> [What is needed]: Only the number is needed: how many lines of the records include "QueueParams"?

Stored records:
================

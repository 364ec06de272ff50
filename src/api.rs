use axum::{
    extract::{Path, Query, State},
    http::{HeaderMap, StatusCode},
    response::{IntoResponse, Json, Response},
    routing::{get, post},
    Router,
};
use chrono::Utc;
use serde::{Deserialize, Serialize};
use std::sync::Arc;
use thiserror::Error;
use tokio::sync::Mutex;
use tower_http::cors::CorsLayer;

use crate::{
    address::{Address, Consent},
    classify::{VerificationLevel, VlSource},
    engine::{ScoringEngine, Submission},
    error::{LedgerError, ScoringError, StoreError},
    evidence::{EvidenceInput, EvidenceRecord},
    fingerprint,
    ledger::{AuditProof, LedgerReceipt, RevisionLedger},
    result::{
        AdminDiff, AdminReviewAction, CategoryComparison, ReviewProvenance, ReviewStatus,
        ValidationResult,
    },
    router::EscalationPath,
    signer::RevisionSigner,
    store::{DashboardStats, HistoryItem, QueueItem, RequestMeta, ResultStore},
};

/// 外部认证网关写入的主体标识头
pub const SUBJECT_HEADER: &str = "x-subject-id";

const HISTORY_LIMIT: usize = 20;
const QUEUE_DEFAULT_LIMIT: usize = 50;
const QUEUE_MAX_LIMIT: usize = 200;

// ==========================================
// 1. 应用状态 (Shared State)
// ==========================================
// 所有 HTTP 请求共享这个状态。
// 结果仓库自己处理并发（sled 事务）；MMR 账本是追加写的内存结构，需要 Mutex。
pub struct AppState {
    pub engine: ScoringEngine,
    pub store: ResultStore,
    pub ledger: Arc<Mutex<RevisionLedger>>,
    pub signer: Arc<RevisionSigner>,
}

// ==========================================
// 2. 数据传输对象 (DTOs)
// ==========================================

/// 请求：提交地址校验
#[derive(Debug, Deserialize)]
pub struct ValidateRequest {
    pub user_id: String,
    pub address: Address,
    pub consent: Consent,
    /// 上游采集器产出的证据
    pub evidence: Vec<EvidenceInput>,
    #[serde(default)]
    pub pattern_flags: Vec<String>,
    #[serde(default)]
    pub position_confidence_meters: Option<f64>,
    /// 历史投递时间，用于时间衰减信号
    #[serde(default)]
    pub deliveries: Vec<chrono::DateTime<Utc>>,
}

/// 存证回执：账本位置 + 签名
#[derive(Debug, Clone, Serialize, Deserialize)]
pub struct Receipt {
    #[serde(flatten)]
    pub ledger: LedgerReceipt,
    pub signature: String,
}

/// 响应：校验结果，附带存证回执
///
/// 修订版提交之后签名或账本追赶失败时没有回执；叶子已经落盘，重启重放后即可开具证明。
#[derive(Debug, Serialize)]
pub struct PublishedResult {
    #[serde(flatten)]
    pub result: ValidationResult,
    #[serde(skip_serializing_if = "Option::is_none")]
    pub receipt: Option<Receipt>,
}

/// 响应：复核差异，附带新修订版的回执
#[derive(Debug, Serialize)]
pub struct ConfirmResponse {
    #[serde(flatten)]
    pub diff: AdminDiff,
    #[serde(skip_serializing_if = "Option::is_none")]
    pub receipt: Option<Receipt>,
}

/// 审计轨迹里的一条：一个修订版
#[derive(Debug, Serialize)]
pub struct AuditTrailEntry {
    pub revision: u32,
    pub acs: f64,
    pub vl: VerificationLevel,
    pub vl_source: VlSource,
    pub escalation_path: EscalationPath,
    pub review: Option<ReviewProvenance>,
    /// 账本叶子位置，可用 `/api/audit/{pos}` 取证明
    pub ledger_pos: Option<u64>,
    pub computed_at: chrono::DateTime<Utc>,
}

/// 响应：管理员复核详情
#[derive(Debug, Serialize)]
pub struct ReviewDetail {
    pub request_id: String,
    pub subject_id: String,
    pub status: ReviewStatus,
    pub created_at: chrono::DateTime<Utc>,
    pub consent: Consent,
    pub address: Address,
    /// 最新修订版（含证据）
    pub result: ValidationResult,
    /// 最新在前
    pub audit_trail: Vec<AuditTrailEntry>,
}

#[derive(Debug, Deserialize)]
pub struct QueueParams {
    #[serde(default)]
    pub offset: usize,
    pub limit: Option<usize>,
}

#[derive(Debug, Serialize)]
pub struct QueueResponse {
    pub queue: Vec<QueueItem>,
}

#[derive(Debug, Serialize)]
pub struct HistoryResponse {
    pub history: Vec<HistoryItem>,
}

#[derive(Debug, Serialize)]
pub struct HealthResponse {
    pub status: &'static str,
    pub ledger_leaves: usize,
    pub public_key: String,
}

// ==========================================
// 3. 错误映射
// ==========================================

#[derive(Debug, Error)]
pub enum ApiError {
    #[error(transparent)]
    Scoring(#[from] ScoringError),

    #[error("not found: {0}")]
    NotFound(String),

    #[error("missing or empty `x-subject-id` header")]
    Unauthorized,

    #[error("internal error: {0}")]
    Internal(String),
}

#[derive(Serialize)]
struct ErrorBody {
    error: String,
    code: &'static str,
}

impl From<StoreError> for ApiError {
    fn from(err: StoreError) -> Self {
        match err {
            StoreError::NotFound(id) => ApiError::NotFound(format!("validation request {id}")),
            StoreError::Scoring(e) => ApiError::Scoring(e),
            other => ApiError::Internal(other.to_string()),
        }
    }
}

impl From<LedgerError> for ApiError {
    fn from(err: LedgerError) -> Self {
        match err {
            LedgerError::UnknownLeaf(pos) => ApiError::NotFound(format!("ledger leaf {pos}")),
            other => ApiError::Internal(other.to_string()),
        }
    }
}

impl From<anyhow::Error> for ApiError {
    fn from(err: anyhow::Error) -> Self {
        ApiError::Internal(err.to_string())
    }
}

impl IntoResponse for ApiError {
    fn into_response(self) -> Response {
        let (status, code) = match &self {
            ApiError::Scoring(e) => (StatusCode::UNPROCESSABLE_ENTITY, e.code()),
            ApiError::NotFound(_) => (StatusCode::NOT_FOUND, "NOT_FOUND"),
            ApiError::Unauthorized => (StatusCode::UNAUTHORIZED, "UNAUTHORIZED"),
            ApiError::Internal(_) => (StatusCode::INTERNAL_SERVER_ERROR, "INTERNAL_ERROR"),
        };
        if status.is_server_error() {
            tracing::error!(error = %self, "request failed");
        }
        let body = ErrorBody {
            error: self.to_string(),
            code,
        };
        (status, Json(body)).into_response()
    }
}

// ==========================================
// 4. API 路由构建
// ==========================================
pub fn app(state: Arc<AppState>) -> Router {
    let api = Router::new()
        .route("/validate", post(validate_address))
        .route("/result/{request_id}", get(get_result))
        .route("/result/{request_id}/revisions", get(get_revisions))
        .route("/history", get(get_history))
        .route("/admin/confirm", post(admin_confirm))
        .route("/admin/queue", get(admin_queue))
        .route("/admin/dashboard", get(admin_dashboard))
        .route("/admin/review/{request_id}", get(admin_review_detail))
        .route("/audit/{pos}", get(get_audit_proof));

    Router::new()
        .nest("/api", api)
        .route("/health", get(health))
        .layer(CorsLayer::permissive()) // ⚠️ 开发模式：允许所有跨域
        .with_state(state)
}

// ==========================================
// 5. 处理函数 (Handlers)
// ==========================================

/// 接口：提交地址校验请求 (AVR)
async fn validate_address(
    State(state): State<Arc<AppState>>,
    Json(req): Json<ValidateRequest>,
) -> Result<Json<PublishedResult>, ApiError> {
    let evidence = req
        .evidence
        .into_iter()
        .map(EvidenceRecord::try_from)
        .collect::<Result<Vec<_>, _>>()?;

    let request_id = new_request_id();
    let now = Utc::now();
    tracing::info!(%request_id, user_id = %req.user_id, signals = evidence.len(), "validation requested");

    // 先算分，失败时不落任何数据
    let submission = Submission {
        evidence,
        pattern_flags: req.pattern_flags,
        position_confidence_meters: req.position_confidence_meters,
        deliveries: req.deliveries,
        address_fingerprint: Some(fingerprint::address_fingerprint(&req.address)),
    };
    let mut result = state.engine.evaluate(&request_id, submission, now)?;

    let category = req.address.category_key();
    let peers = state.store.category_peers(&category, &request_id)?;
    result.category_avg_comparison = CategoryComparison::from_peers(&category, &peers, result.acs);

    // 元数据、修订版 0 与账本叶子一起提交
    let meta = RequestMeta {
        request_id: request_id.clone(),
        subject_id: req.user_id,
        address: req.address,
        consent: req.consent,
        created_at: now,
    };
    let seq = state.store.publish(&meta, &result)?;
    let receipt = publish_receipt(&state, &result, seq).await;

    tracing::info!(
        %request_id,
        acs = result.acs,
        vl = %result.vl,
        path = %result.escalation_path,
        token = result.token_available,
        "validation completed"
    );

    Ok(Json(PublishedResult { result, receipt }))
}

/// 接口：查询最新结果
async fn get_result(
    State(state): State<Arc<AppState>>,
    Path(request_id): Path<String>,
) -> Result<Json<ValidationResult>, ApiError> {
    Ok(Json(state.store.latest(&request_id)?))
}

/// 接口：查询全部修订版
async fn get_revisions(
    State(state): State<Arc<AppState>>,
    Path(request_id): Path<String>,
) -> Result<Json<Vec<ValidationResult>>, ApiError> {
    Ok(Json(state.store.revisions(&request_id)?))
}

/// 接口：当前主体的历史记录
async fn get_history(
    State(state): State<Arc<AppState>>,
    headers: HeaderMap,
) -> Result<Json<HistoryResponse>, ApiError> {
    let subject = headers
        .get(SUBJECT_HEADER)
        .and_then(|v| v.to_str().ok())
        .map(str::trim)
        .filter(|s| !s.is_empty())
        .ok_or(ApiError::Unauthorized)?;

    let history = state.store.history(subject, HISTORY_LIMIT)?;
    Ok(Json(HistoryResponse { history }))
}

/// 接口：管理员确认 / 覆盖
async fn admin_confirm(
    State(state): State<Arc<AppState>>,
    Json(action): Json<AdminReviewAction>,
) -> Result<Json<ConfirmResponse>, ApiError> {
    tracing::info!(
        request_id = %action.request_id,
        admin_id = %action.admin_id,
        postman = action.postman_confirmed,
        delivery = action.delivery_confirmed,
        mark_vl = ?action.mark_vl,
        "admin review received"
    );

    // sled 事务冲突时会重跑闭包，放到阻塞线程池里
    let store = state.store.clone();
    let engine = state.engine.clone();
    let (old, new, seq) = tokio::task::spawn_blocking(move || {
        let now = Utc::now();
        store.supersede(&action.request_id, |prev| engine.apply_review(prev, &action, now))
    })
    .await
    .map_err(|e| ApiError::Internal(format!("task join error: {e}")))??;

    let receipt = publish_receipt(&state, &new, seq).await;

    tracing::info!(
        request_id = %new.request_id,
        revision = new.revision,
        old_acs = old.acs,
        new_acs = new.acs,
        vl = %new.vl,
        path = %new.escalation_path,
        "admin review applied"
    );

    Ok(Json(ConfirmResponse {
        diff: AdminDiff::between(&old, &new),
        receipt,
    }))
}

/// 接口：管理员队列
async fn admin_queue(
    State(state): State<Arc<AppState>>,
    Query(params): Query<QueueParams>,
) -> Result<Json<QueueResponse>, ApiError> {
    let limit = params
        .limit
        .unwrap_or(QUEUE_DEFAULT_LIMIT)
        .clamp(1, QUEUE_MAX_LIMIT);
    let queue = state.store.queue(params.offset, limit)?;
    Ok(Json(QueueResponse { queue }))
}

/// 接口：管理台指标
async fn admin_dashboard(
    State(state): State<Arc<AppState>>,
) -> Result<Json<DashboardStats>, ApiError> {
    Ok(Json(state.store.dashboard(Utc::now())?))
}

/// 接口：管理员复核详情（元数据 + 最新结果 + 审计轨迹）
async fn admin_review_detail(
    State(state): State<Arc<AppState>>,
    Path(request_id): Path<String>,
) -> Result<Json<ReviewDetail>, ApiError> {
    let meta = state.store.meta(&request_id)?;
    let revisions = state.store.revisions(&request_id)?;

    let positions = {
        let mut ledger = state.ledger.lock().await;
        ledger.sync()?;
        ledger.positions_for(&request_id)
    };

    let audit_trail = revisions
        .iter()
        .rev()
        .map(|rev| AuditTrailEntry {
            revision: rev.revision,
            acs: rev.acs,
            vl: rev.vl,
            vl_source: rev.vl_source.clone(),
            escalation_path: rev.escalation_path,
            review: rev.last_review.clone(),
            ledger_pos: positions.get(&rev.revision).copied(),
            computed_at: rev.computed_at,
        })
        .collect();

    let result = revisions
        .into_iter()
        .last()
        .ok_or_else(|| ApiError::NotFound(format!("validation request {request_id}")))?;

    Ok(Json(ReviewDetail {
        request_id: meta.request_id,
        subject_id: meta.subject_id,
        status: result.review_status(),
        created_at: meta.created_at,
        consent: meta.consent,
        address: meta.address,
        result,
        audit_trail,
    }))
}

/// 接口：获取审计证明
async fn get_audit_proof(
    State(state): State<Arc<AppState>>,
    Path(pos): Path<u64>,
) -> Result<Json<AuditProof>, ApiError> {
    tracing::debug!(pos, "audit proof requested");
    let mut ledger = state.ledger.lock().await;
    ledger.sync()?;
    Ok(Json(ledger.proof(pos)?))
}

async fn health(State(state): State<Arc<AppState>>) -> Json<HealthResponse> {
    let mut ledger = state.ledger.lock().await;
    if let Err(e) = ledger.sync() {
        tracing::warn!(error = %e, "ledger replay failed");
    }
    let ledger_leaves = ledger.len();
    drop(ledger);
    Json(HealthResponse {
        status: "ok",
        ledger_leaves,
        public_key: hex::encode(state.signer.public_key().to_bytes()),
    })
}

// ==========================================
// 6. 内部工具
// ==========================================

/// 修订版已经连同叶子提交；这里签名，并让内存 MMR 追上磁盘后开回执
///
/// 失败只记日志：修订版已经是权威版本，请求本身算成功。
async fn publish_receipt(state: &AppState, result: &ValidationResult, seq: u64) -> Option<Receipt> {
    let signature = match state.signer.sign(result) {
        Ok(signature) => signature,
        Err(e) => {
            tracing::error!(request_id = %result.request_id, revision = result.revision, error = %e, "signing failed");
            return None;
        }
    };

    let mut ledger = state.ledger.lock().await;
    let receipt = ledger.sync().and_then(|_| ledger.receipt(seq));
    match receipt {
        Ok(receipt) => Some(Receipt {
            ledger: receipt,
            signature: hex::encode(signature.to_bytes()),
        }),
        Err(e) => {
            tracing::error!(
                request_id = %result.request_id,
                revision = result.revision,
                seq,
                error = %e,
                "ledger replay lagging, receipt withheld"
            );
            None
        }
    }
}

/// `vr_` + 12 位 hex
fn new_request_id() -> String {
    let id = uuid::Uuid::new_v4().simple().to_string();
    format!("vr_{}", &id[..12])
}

================

> [Response box]: 2